So this is definitely interesting.

RCU works extremely well if you have a high ratio of reads to writes and
a natural single writer. For instance, if you have a game where there
is a scoring system and no readers do anything that depend on writes
that they cause themselves. The views of the scores are all read and
displayed, but updates to the score can just be thrown into an async
queue and when the writer gets to them, the score increases, and the
players display the new score the next time they read the score.

In this case, you have tightly coupled reads to writes, so I can say now
after thinking about it that RCU is not a great fit. Letting each entity
do an atomic transaction using the DB's row level locks will scale out
better than a single writer pattern.

I do see one advantage to having writes separate from workers. That is
the fact that the Heat database will likely scale differently than the
endpoints the plugins in Heat will. So it may make sense to have 100
workers doing calls to nova/swift/glance/cinder/etc., but you might only
have a database that can reasonably do 10 transactions at once.

This is premature optimization IMO, but it might make sense to have a
disciplined approach to the code so that moving those bits apart later
will be possible.

> I do not insist that it has to be the way I am saying. I am merely
> brainstorming to see if the "centralized" write makes sense in this
> case. I also admit that I do not have performance data, and I am not any
> DB expert.

Indeed, thanks for your thoughts, they are much appreciated. We have
quite a few experts that may be reading this thread so if we say
something stupid (likely) they will hopefully correct us. Until then we
can discuss things logically and test our hypotheses as necessary. :)
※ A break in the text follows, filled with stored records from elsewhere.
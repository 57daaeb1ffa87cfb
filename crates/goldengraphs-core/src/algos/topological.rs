//! Kahn's algorithm for topological ordering

use crate::algos::observer::{SortObserver, SortStep};
use crate::error::{GraphError, Result};
use crate::trace_time;
use indexmap::IndexSet;
use std::collections::{HashMap, VecDeque};
use std::hash::Hash;
use std::time::Instant;

/// Topologically order `nodes`, where `adjacent(node)` yields the targets of
/// the node's outgoing edges.
///
/// In-degrees count only edges leaving the input nodes. Nodes with no incoming
/// edges start the queue in input order (duplicates in `nodes` are dropped).
/// An edge target missing from `nodes` is ordered once its in-degree from the
/// input drops to zero; its own outgoing edges were never counted, so only
/// input-counted targets can be queued from it.
///
/// A cycle is reported only by length: nodes on or behind a cycle never reach
/// in-degree 0, so the result is shorter than the input. Use [`kahn_strict`]
/// to get an error instead.
#[tracing::instrument(level = "debug", skip_all)]
pub fn kahn<N, A, I>(
    nodes: impl IntoIterator<Item = N>,
    adjacent: A,
    observer: Option<&mut dyn SortObserver<N>>,
) -> Vec<N>
where
    N: Clone + Eq + Hash,
    A: FnMut(&N) -> I,
    I: IntoIterator<Item = N>,
{
    let nodes: IndexSet<N> = nodes.into_iter().collect();
    order_nodes(&nodes, adjacent, observer)
}

/// Like [`kahn`], but a cyclic input is an error.
pub fn kahn_strict<N, A, I>(
    nodes: impl IntoIterator<Item = N>,
    adjacent: A,
    observer: Option<&mut dyn SortObserver<N>>,
) -> Result<Vec<N>>
where
    N: Clone + Eq + Hash,
    A: FnMut(&N) -> I,
    I: IntoIterator<Item = N>,
{
    let nodes: IndexSet<N> = nodes.into_iter().collect();
    let order = order_nodes(&nodes, adjacent, observer);

    let total = nodes.len();
    let sorted = order.iter().filter(|node| nodes.contains(*node)).count();
    if sorted < total {
        return Err(GraphError::CycleDetected { sorted, total });
    }
    Ok(order)
}

fn order_nodes<N, A, I>(
    nodes: &IndexSet<N>,
    mut adjacent: A,
    mut observer: Option<&mut dyn SortObserver<N>>,
) -> Vec<N>
where
    N: Clone + Eq + Hash,
    A: FnMut(&N) -> I,
    I: IntoIterator<Item = N>,
{
    let start = Instant::now();

    let mut in_degree: HashMap<N, usize> = HashMap::new();
    for node in nodes {
        for target in adjacent(node) {
            *in_degree.entry(target).or_insert(0) += 1;
        }
    }

    let mut queue: VecDeque<N> = nodes
        .iter()
        .filter(|node| in_degree.get(*node).copied().unwrap_or(0) == 0)
        .cloned()
        .collect();
    let mut order: Vec<N> = Vec::with_capacity(nodes.len());

    while let Some(node) = queue.pop_front() {
        order.push(node.clone());

        if let Some(observer) = observer.as_mut() {
            observer.on_step(&SortStep::new(&node, &order, &in_degree, &queue));
        }

        for target in adjacent(&node) {
            // Uncounted targets never become ready, and a degree that already
            // reached zero is not queued twice.
            if let Some(degree) = in_degree.get_mut(&target) {
                if *degree > 0 {
                    *degree -= 1;
                    if *degree == 0 {
                        queue.push_back(target);
                    }
                }
            }
        }
        tracing::trace!(ordered = order.len(), queued = queue.len(), "ordered node");
    }

    tracing::debug!(
        ordered = order.len(),
        input = nodes.len(),
        acyclic = order.len() >= nodes.len(),
        "topological sort finished"
    );
    trace_time!(start, "kahn");
    order
}
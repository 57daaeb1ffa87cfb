//! Graph algorithm implementations
//!
//! Contains concrete implementations of graph algorithms:
//! - `shortest_path`: Dijkstra and A* over one shared frontier expansion
//! - `topological`: Kahn's in-degree ordering
//! - `union_find`: disjoint-set forest
//! - `spanning_forest`: Kruskal's minimum spanning forest
//! - `observer`: read-only step snapshots handed to instrumentation callbacks
//! - `path`: predecessor-map path reconstruction

mod frontier;
pub mod observer;
pub mod path;
pub mod shortest_path;
pub mod spanning_forest;
pub mod topological;
pub mod union_find;

pub use observer::{SearchObserver, SearchSnapshot, SearchStep, SortObserver, SortSnapshot, SortStep};
pub use path::{reconstruct_path, try_reconstruct_path};
pub use shortest_path::{a_star, dijkstra, dijkstra_all_paths, ShortestPath, ShortestPathTree};
pub use spanning_forest::{kruskal, minimum_spanning_forest};
pub use topological::{kahn, kahn_strict};
pub use union_find::UnionFind;
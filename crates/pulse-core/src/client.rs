//! HTTP client for the gateway's insight endpoints.

use crate::fallback::{fallback_for, FALLBACK_SUMMARY};
use crate::hook::InsightService;
use crate::insight::{GenerationResult, InsightSource, SummaryResult, MSG_CONNECT_FAILED};
use serde_json::{json, Value};
use std::time::Duration;

#[derive(Clone)]
pub struct GatewayClient {
    base_url: String,
    client: reqwest::Client,
}

impl GatewayClient {
    pub fn new(base_url: &str, timeout: Duration) -> Self {
        let client = reqwest::Client::builder()
            .timeout(timeout)
            .build()
            .unwrap_or_else(|_| reqwest::Client::new());
        Self {
            base_url: base_url.trim_end_matches('/').to_string(),
            client,
        }
    }

    pub fn base_url(&self) -> &str {
        &self.base_url
    }

    async fn post<T: serde::de::DeserializeOwned>(&self, path: &str, body: &Value) -> Result<T, reqwest::Error> {
        self.client
            .post(format!("{}{}", self.base_url, path))
            .json(body)
            .send()
            .await?
            .error_for_status()?
            .json::<T>()
            .await
    }
}

#[async_trait::async_trait]
impl InsightService for GatewayClient {
    async fn generate(&self, section: &str, metrics: &Value) -> GenerationResult {
        let body = json!({ "section": section, "metrics": metrics });
        match self.post::<GenerationResult>("/api/ai", &body).await {
            Ok(result) => result,
            Err(e) => {
                tracing::warn!(target: "pulse::client", section, error = %e, "gateway unreachable, using fallback");
                GenerationResult::fallback(fallback_for(section), MSG_CONNECT_FAILED)
            }
        }
    }

    async fn summary(&self, metrics: &Value) -> SummaryResult {
        let body = json!({ "metrics": metrics });
        match self.post::<SummaryResult>("/api/ai/summary", &body).await {
            Ok(result) => result,
            Err(e) => {
                tracing::warn!(target: "pulse::client", error = %e, "gateway unreachable, using fallback summary");
                SummaryResult {
                    summary: FALLBACK_SUMMARY.to_string(),
                    source: InsightSource::Fallback,
                }
            }
        }
    }
}

#[cfg(test)]
mod tests {
    use super::*;
    use crate::fallback::fallback_insights;
    use crate::section::Section;

    #[tokio::test]
    async fn unreachable_gateway_yields_fallback() {
        // port 9 (discard) is not expected to serve HTTP
        let client = GatewayClient::new("http://127.0.0.1:9/", Duration::from_millis(500));
        assert_eq!(client.base_url(), "http://127.0.0.1:9");
        let res = client.generate("benchmarks", &json!({})).await;
        assert_eq!(res.source, InsightSource::Fallback);
        assert_eq!(res.message.as_deref(), Some(MSG_CONNECT_FAILED));
        assert_eq!(res.insights, fallback_insights(Section::Benchmarks));
    }
}
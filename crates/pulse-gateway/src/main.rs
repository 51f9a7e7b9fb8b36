//! Contractor Pulse gateway.
//! Serves insight generation (`/api/ai`, `/api/ai/summary`), read-only metrics and the
//! compiled report over the sled metrics store.

mod routes;

use pulse_core::{seed, InsightGenerator, MetricsStore, PulseConfig};
use routes::AppState;
use std::sync::Arc;
use tracing_subscriber::{layer::SubscriberExt, util::SubscriberInitExt};

#[tokio::main]
async fn main() -> Result<(), Box<dyn std::error::Error>> {
    tracing_subscriber::registry()
        .with(
            tracing_subscriber::EnvFilter::try_from_default_env()
                .unwrap_or_else(|_| "info".into()),
        )
        .with(tracing_subscriber::fmt::layer())
        .init();

    let config = PulseConfig::load()?;
    let store = Arc::new(MetricsStore::open_path(config.store_path())?);
    let contractor = seed(&store)?.contractor;

    let mut generator = InsightGenerator::from_config(&config.llm);
    if config.persist_insights {
        generator = generator.with_persistence(store.clone(), &contractor.id);
    }

    let addr = config.bind_addr();
    tracing::info!(
        app = %config.app_name,
        contractor = %contractor.name,
        ai = generator.has_credential(),
        "[PULSE] gateway listening on {}",
        addr
    );

    let state = Arc::new(AppState {
        config,
        store,
        generator: Arc::new(generator),
    });
    let app = routes::router(state);

    let listener = tokio::net::TcpListener::bind(&addr).await?;
    axum::serve(listener, app).await?;
    Ok(())
}
#[cfg(test)]
mod tests {
    use super::*;
    use crate::store::MetricsSource;

    #[test]
    fn seed_is_idempotent() {
        let dir = tempfile::tempdir().unwrap();
        let store = MetricsStore::open_path(dir.path().join("m")).unwrap();
        let first = seed(&store).unwrap();
        assert!(first.created);
        let second = seed(&store).unwrap();
        assert!(!second.created);
        assert_eq!(first.contractor, second.contractor);
        assert_eq!(store.len(Table::Contractors).unwrap(), 1);
        assert_eq!(store.len(Table::RevenueMonthly).unwrap(), 72);
        assert_eq!(store.len(Table::ProductMix).unwrap(), 30);
    }

    #[test]
    fn seeded_readers_return_demo_values() {
        let dir = tempfile::tempdir().unwrap();
        let store = MetricsStore::open_path(dir.path().join("m")).unwrap();
        let cid = seed(&store).unwrap().contractor.id;

        let sales = store.sales_data(&cid, Some("2024")).unwrap().unwrap();
        assert_eq!(sales.revenue, 2_475_700.0);
        assert!(store.sales_data(&cid, Some("2023")).unwrap().is_none());

        let months = store.revenue_monthly(&cid, None).unwrap();
        assert_eq!(months.len(), 72);
        assert!(months.windows(2).all(|w| w[0].month <= w[1].month));
        assert!(store.revenue_monthly(&cid, Some(2023)).unwrap().is_empty());

        let reps = store.top_reps(&cid, Some("Northeast"), None).unwrap();
        assert_eq!(reps[0].rep_name, "Sarah Chen");
        let all_reps = store.top_reps(&cid, None, None).unwrap();
        assert_eq!(all_reps[0].rep_name, "Ryan Park");

        assert_eq!(store.insights(&cid, "funding").unwrap().len(), 2);
        let user = store.contractor_user(&cid).unwrap().unwrap();
        assert_eq!(user.role, "Sales Manager");
    }
}
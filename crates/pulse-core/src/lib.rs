//! Contractor Pulse core library.
//! Metrics store, insight generation with static fallbacks, client hook, and report compiler.

pub mod client;
pub mod config;
pub mod fallback;
pub mod generator;
pub mod hook;
pub mod insight;
pub mod llm;
pub mod prompts;
pub mod records;
pub mod report;
pub mod report_data;
pub mod section;
pub mod seed;
pub mod snapshot;
pub mod store;
pub mod views;

pub use client::GatewayClient;
pub use config::{LlmConfig, PulseConfig};
pub use fallback::{fallback_for, fallback_insights, FALLBACK_SUMMARY};
pub use generator::{parse_insights, strip_code_fences, GenerationError, InsightGenerator};
pub use hook::{HookState, InsightHook, InsightService};
pub use insight::{
    find_insight, GenerationResult, Insight, InsightSource, SummaryResult, MSG_CONNECT_FAILED,
    MSG_GENERATION_FAILED, MSG_NOT_CONFIGURED,
};
pub use llm::{AnthropicClient, CompletionRequest, ContentBlock, LlmError, TextGenerator};
pub use report::{compile_report, Report, ReportContext};
pub use report_data::ReportData;
pub use section::{Section, UnknownSection};
pub use seed::{seed, SeedOutcome};
pub use store::{MetricsSource, MetricsStore, RecordFilter, StoreError, Table};
pub use views::{customer_notes, CustomerNote, DashboardFilters, SalesDetail};

pub fn version() -> &'static str {
    env!("CARGO_PKG_VERSION")
}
> >> With the distributed approach, I see following drawbacks:
> >> 1. Every time a resource is done, the peer resources (siblings) are
> >> checked to see if they are done and the parent is propagated. This
> >> happens for each resource.
> > 
> > This is slightly inaccurate.
> > 
> > Every time a resource is done, resources that depend on that resource
> > are checked to see if they still have any unresolved dependencies.
> > 
> Yes. If we have a graph in DB, we should be able to easily compute this.
> If the edges are distributed and kept along with the resources in the
> resources, we might have to execute multiple queries or keep the graph
> in memory.
> >> 2. The worker has to run through all the resources to see if the stack
> >> is done, to mark it as completed.
> > 
> > If a worker completes a resource which has no dependent resources, it
> > only needs to check to see if all of the other edges of the graph are
> > complete to mark the state as complete. There is no full traversal
> > unless you want to make sure nothing regressed, which is not the way any
> > of the specs read.
> > 
> I agree. For this same reason I am favoring to have the graph in DB. I
> also noted that Zane is not against keeping the graph in DB, but only
> that store the *actual* dependencies in resources (may be physical
> resource ID?). This is fine I think, though we will be looking at graph
> table some times(create/update) and looking at these dependencies in
> resource table at other times (delete/clean-up?). The graph can
> instantly tell if it is done or not when we look at it, but for
> clean-ups and delelts we would have to rely on resource table also.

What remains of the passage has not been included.